Pressemitteilung
02. Dezember 2008
Jusos äußern sich besorgt über geplante Haushaltssperre
Mit Besorgnis vernahmen die Jungsozialisten in der Essener SPD (Jusos) die Überlegungen von Stadtdirektor Christian Hülsmann, ab dem 1. Januar 2009 eine Haushaltssperre zu verhängen. „Eine Haushaltssperre ermöglicht der Kämmerei, sämtliche Ausgaben, die der Rat der Stadt Essen beschlossen hat und noch beschließt, zu stoppen“, erläutert Ingo Vogel, Finanzreferent der Jusos Essen. Die Jusos befürchten, dass geplante Maßnahmen, wie z.

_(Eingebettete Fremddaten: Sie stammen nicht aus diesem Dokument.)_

//! Rebuilding structured arguments from flat engine tuples.
//!
//! A single cursor walks the flat tuple across all parameters, so sibling
//! parameters consume disjoint, contiguous ranges in declared order. Each
//! sequence occurrence takes the next span in pre-order (outer before inner)
//! and reconstructs as many elements as the span records.

use crate::error::TranscodeError;
use crate::primitives::{ArraySpan, Field, ShapeNode, StructuredValue};
use crate::transcode::normalize::CanonicalShape;
use crate::transcode::plan::FlatSignature;
use crate::types::{ScalarType, ScalarValue};

/// A reconstructed argument list.
#[derive(Debug, Clone, PartialEq)]
pub struct Reconstructed {
    pub args: Vec<StructuredValue>,
    /// Number of flat values consumed. Always the full tuple on success.
    pub consumed: usize,
}

/// Immutable decoder for one target. Safe to share across worker threads.
#[derive(Debug, Clone)]
pub struct Reconstructor {
    shape: CanonicalShape,
    // Spans indexed by ordinal, i.e. in the order sequences are encountered.
    by_ordinal: Vec<ArraySpan>,
    layout: Vec<ScalarType>,
}

struct Cursor<'a> {
    flat: &'a [ScalarValue],
    pos: usize,
    next_span: usize,
}

impl Reconstructor {
    /// Validates that the spans of `shape` describe its parameters exactly
    /// and precomputes the flat leaf layout.
    pub fn new(shape: CanonicalShape) -> Result<Self, TranscodeError> {
        let count = shape.spans().len();
        let mut slots: Vec<Option<ArraySpan>> = vec![None; count];
        for span in shape.spans() {
            let slot = slots.get_mut(span.ordinal).ok_or_else(|| {
                TranscodeError::ShapeMismatch(format!(
                    "span ordinal {} out of range for {} spans",
                    span.ordinal, count
                ))
            })?;
            if slot.is_some() {
                return Err(TranscodeError::ShapeMismatch(format!(
                    "duplicate span ordinal {}",
                    span.ordinal
                )));
            }
            *slot = Some(*span);
        }
        let by_ordinal: Vec<ArraySpan> = slots.into_iter().flatten().collect();

        let mut reconstructor = Reconstructor { shape, by_ordinal, layout: Vec::new() };
        reconstructor.layout = reconstructor.compute_layout()?;
        Ok(reconstructor)
    }

    pub fn canonical(&self) -> &CanonicalShape {
        &self.shape
    }

    /// Number of flat values one reconstruction consumes.
    pub fn arity(&self) -> usize {
        self.layout.len()
    }

    /// The flat signature the engine must be configured with.
    pub fn signature(&self) -> FlatSignature {
        FlatSignature::with_scalars(self.layout.iter().copied())
    }

    /// Rebuilds the structured argument list from one flat tuple.
    pub fn reconstruct(&self, flat: &[ScalarValue]) -> Result<Reconstructed, TranscodeError> {
        let mut cursor = Cursor { flat, pos: 0, next_span: 0 };
        let args = self
            .shape
            .params()
            .iter()
            .map(|param| self.rebuild(param, &mut cursor))
            .collect::<Result<Vec<_>, _>>()?;

        if cursor.pos != flat.len() {
            return Err(TranscodeError::ShapeDesync(format!(
                "consumed {} of {} flat values",
                cursor.pos,
                flat.len()
            )));
        }
        if cursor.next_span != self.by_ordinal.len() {
            return Err(TranscodeError::ShapeDesync(format!(
                "consumed {} of {} spans",
                cursor.next_span,
                self.by_ordinal.len()
            )));
        }
        tracing::trace!(consumed = cursor.pos, params = args.len(), "reconstructed arguments");
        Ok(Reconstructed { args, consumed: cursor.pos })
    }

    fn rebuild(&self, node: &ShapeNode, cursor: &mut Cursor<'_>) -> Result<StructuredValue, TranscodeError> {
        match node {
            ShapeNode::Scalar(expected) => {
                let value = cursor.flat.get(cursor.pos).ok_or_else(|| {
                    TranscodeError::ShapeDesync(format!(
                        "flat tuple of {} values ended before leaf {}",
                        cursor.flat.len(),
                        cursor.pos
                    ))
                })?;
                if value.scalar_type() != *expected {
                    return Err(TranscodeError::ShapeDesync(format!(
                        "leaf {} is {:?}, expected {:?}",
                        cursor.pos,
                        value.scalar_type(),
                        expected
                    )));
                }
                cursor.pos += 1;
                Ok(StructuredValue::Scalar(value.clone()))
            }
            ShapeNode::Record { name, fields } => {
                let fields = fields
                    .iter()
                    .map(|field| {
                        Ok(Field {
                            name: field.name.clone(),
                            exported: field.exported,
                            value: self.rebuild(&field.shape, cursor)?,
                        })
                    })
                    .collect::<Result<Vec<_>, TranscodeError>>()?;
                Ok(StructuredValue::Record { name: name.clone(), fields })
            }
            ShapeNode::Sequence(element) => {
                let span = self.take_span(cursor.next_span, cursor.pos)?;
                cursor.next_span += 1;

                let mut items = Vec::with_capacity(span.elements.min(span.width()));
                for _ in 0..span.elements {
                    items.push(self.rebuild(element, cursor)?);
                }
                if last_leaf(cursor.pos) != span.end {
                    return Err(TranscodeError::ShapeDesync(format!(
                        "sequence span [{}, {}] ended at leaf {}",
                        span.start, span.end, cursor.pos
                    )));
                }
                Ok(StructuredValue::Sequence { element: (**element).clone(), items })
            }
        }
    }

    fn take_span(&self, ordinal: usize, pos: usize) -> Result<ArraySpan, TranscodeError> {
        let span = self.by_ordinal.get(ordinal).copied().ok_or_else(|| {
            TranscodeError::ShapeDesync(format!("no span recorded for sequence occurrence {}", ordinal))
        })?;
        if span.start != pos as isize {
            return Err(TranscodeError::ShapeDesync(format!(
                "sequence occurrence {} starts at leaf {}, span records {}",
                ordinal, pos, span.start
            )));
        }
        Ok(span)
    }

    // Walks the shape without values to find the kind of every leaf position.
    // Any disagreement here is a setup-time error, not a desync.
    fn compute_layout(&self) -> Result<Vec<ScalarType>, TranscodeError> {
        let mut layout = Vec::new();
        let mut next_span = 0;
        for param in self.shape.params() {
            self.layout_of(param, &mut next_span, &mut layout)?;
        }
        if next_span != self.by_ordinal.len() {
            return Err(TranscodeError::ShapeMismatch(format!(
                "{} spans recorded but parameters contain {} sequence occurrences",
                self.by_ordinal.len(),
                next_span
            )));
        }
        Ok(layout)
    }

    fn layout_of(
        &self,
        node: &ShapeNode,
        next_span: &mut usize,
        layout: &mut Vec<ScalarType>,
    ) -> Result<(), TranscodeError> {
        match node {
            ShapeNode::Scalar(ty) => layout.push(*ty),
            ShapeNode::Record { fields, .. } => {
                for field in fields {
                    self.layout_of(&field.shape, next_span, layout)?;
                }
            }
            ShapeNode::Sequence(element) => {
                let span = self
                    .take_span(*next_span, layout.len())
                    .map_err(|e| TranscodeError::ShapeMismatch(e.to_string()))?;
                *next_span += 1;
                let mismatch = || {
                    TranscodeError::ShapeMismatch(format!(
                        "sequence span [{}, {}] does not match its {} elements",
                        span.start, span.end, span.elements
                    ))
                };
                // Elements without leaves or sequences leave no trace in the layout.
                if element.fixed_width() != Some(0) {
                    for _ in 0..span.elements {
                        self.layout_of(element, next_span, layout)?;
                        if last_leaf(layout.len()) > span.end {
                            return Err(mismatch());
                        }
                    }
                }
                if last_leaf(layout.len()) != span.end {
                    return Err(mismatch());
                }
            }
        }
        Ok(())
    }
}

// Position of the last leaf written once `len` leaves exist; -1 when none.
fn last_leaf(len: usize) -> isize {
    len as isize - 1
}
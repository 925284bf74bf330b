//! Merging seed shapes into one canonical shape.
//!
//! Every seed registered for a target must have the same structure; only leaf
//! values and sequence lengths may differ. The spans of the most recent seed
//! are authoritative and replace whatever earlier seeds recorded.

use crate::error::TranscodeError;
use crate::primitives::{ArraySpan, ShapeNode};
use crate::transcode::flatten::Flattened;

/// Read-only shape description of a target's whole parameter list.
#[derive(Debug, Clone, PartialEq, Eq, serde::Serialize, serde::Deserialize)]
pub struct CanonicalShape {
    params: Vec<ShapeNode>,
    spans: Vec<ArraySpan>,
}

impl CanonicalShape {
    /// Sorts and validates `spans` against nothing but themselves; arity is
    /// checked when a `Reconstructor` is built from the result.
    pub fn new(params: Vec<ShapeNode>, mut spans: Vec<ArraySpan>) -> Result<Self, TranscodeError> {
        sort_spans(&mut spans);
        validate_nesting(&spans)?;
        Ok(CanonicalShape { params, spans })
    }

    /// Canonical shape for a target registered without seeds. Only possible
    /// when no parameter contains a sequence, since lengths come from seeds.
    pub fn from_declared(params: Vec<ShapeNode>) -> Result<Self, TranscodeError> {
        if let Some(index) = params.iter().position(ShapeNode::contains_sequence) {
            return Err(TranscodeError::ShapeMismatch(format!(
                "parameter {} contains a sequence but no seed describes its length",
                index
            )));
        }
        Ok(CanonicalShape { params, spans: Vec::new() })
    }

    pub fn params(&self) -> &[ShapeNode] {
        &self.params
    }

    /// Spans ordered by `start` ascending, then `end` descending.
    pub fn spans(&self) -> &[ArraySpan] {
        &self.spans
    }

    pub fn to_json(&self) -> Result<String, TranscodeError> {
        serde_json::to_string_pretty(self).map_err(|e| TranscodeError::Encoding(e.to_string()))
    }

    /// Parses a canonical shape, re-applying span ordering and nesting checks.
    pub fn from_json(json: &str) -> Result<Self, TranscodeError> {
        let raw: CanonicalShape =
            serde_json::from_str(json).map_err(|e| TranscodeError::Encoding(e.to_string()))?;
        Self::new(raw.params, raw.spans)
    }
}

/// Sorts spans by `start` ascending; ties widest-first (`end` descending) so
/// an outer sequence precedes the sequences it contains. Remaining ties are
/// broken by pre-order `ordinal`.
pub fn sort_spans(spans: &mut [ArraySpan]) {
    spans.sort_by(|a, b| {
        a.start
            .cmp(&b.start)
            .then(b.end.cmp(&a.end))
            .then(a.ordinal.cmp(&b.ordinal))
    });
}

// Non-degenerate spans must form a laminar family once sorted.
fn validate_nesting(sorted: &[ArraySpan]) -> Result<(), TranscodeError> {
    let mut open: Vec<&ArraySpan> = Vec::new();
    for span in sorted.iter().filter(|s| !s.is_degenerate()) {
        while open.last().is_some_and(|top| top.end < span.start) {
            open.pop();
        }
        if let Some(top) = open.last() {
            if !top.contains(span) {
                return Err(TranscodeError::ShapeMismatch(format!(
                    "span [{}, {}] partially overlaps span [{}, {}]",
                    span.start, span.end, top.start, top.end
                )));
            }
        }
        open.push(span);
    }
    Ok(())
}

/// Describes the first structural difference between two shapes, if any.
pub fn describe_mismatch(expected: &ShapeNode, found: &ShapeNode, path: &str) -> Option<String> {
    match (expected, found) {
        (ShapeNode::Scalar(a), ShapeNode::Scalar(b)) if a == b => None,
        (ShapeNode::Sequence(a), ShapeNode::Sequence(b)) => {
            describe_mismatch(a, b, &format!("{}[]", path))
        }
        (
            ShapeNode::Record { name: a_name, fields: a_fields },
            ShapeNode::Record { name: b_name, fields: b_fields },
        ) => {
            if a_name != b_name {
                return Some(format!("{}: record `{}` where `{}` was expected", path, b_name, a_name));
            }
            if a_fields.len() != b_fields.len() {
                return Some(format!(
                    "{}: record `{}` has {} fields, expected {}",
                    path,
                    a_name,
                    b_fields.len(),
                    a_fields.len()
                ));
            }
            a_fields.iter().zip(b_fields).find_map(|(a, b)| {
                let field_path = format!("{}.{}", path, a.name);
                if a.name != b.name || a.exported != b.exported {
                    Some(format!("{}: field `{}` where `{}` was expected", field_path, b.name, a.name))
                } else {
                    describe_mismatch(&a.shape, &b.shape, &field_path)
                }
            })
        }
        _ => Some(format!("{}: found {:?}, expected {:?}", path, found, expected)),
    }
}

/// Compares two parameter lists and reports the first difference.
pub fn describe_params_mismatch(expected: &[ShapeNode], found: &[ShapeNode]) -> Option<String> {
    if expected.len() != found.len() {
        return Some(format!("{} parameters, expected {}", found.len(), expected.len()));
    }
    expected
        .iter()
        .zip(found)
        .enumerate()
        .find_map(|(i, (a, b))| describe_mismatch(a, b, &format!("parameter {}", i)))
}

#[derive(Debug, Clone)]
struct SeedSummary {
    leaves: usize,
    spans: Vec<ArraySpan>,
}

/// Collects seed shapes, then yields one immutable [`CanonicalShape`].
#[derive(Debug, Default)]
pub struct ShapeBuilder {
    params: Option<Vec<ShapeNode>>,
    seeds: Vec<SeedSummary>,
}

impl ShapeBuilder {
    pub fn new() -> Self {
        Self::default()
    }

    /// Registers one flattened seed.
    pub fn register(&mut self, seed: &Flattened) -> Result<(), TranscodeError> {
        match &self.params {
            Some(params) => {
                if let Some(detail) = describe_params_mismatch(params, &seed.shapes) {
                    return Err(TranscodeError::ShapeMismatch(format!(
                        "seed {} disagrees with earlier seeds: {}",
                        self.seeds.len(),
                        detail
                    )));
                }
            }
            None => self.params = Some(seed.shapes.clone()),
        }

        if let Some(previous) = self.seeds.last() {
            if previous.spans != seed.spans {
                tracing::warn!(
                    seed = self.seeds.len(),
                    superseded = previous.spans.len(),
                    spans = seed.spans.len(),
                    "sequence spans superseded by newer seed"
                );
            }
        }
        self.seeds.push(SeedSummary { leaves: seed.leaves.len(), spans: seed.spans.clone() });
        Ok(())
    }

    pub fn seeds(&self) -> usize {
        self.seeds.len()
    }

    pub fn is_empty(&self) -> bool {
        self.seeds.is_empty()
    }

    /// Parameter shapes shared by all registered seeds.
    pub fn params(&self) -> Option<&[ShapeNode]> {
        self.params.as_deref()
    }

    /// Indices of seeds whose sequence lengths differ from the most recent
    /// seed. Their flat tuples will not fit the canonical signature.
    pub fn stale_seeds(&self) -> Vec<usize> {
        let Some(latest) = self.seeds.last() else {
            return Vec::new();
        };
        self.seeds
            .iter()
            .enumerate()
            .filter(|(_, seed)| seed.spans != latest.spans)
            .map(|(i, _)| i)
            .collect()
    }

    pub fn finish(self) -> Result<CanonicalShape, TranscodeError> {
        let stale = self.stale_seeds();
        let (Some(params), Some(latest)) = (self.params, self.seeds.last()) else {
            return Err(TranscodeError::ShapeMismatch("no seeds registered".into()));
        };
        for index in stale {
            tracing::warn!(
                seed = index,
                leaves = self.seeds[index].leaves,
                expected = latest.leaves,
                "seed sequence lengths differ from the latest seed; it will desync on replay"
            );
        }
        let shape = CanonicalShape::new(params, latest.spans.clone())?;
        tracing::debug!(
            params = shape.params.len(),
            spans = shape.spans.len(),
            seeds = self.seeds.len(),
            "canonical shape ready"
        );
        Ok(shape)
    }
}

B. die Investitionen in die Sportinfrastruktur, dann nicht mehr umgesetzt werden können.Marcel Wenzel, Vorstandsmitglied der Essener Jusos, dazu: „Wir sehen die Gefahr, dass ab 2009 keine Planungen mehr im Jugend- und Bildungsbereich möglich sind, während mit Blick auf die Kulturhauptstadt 2010 keine Überprüfung des Kulturetats erfolgt.“ Die Essener Jusos fordern angesichts der Haushaltssituation eine Prioritätenliste, die notwendige Investitionen auch über 2010 hinaus definiert.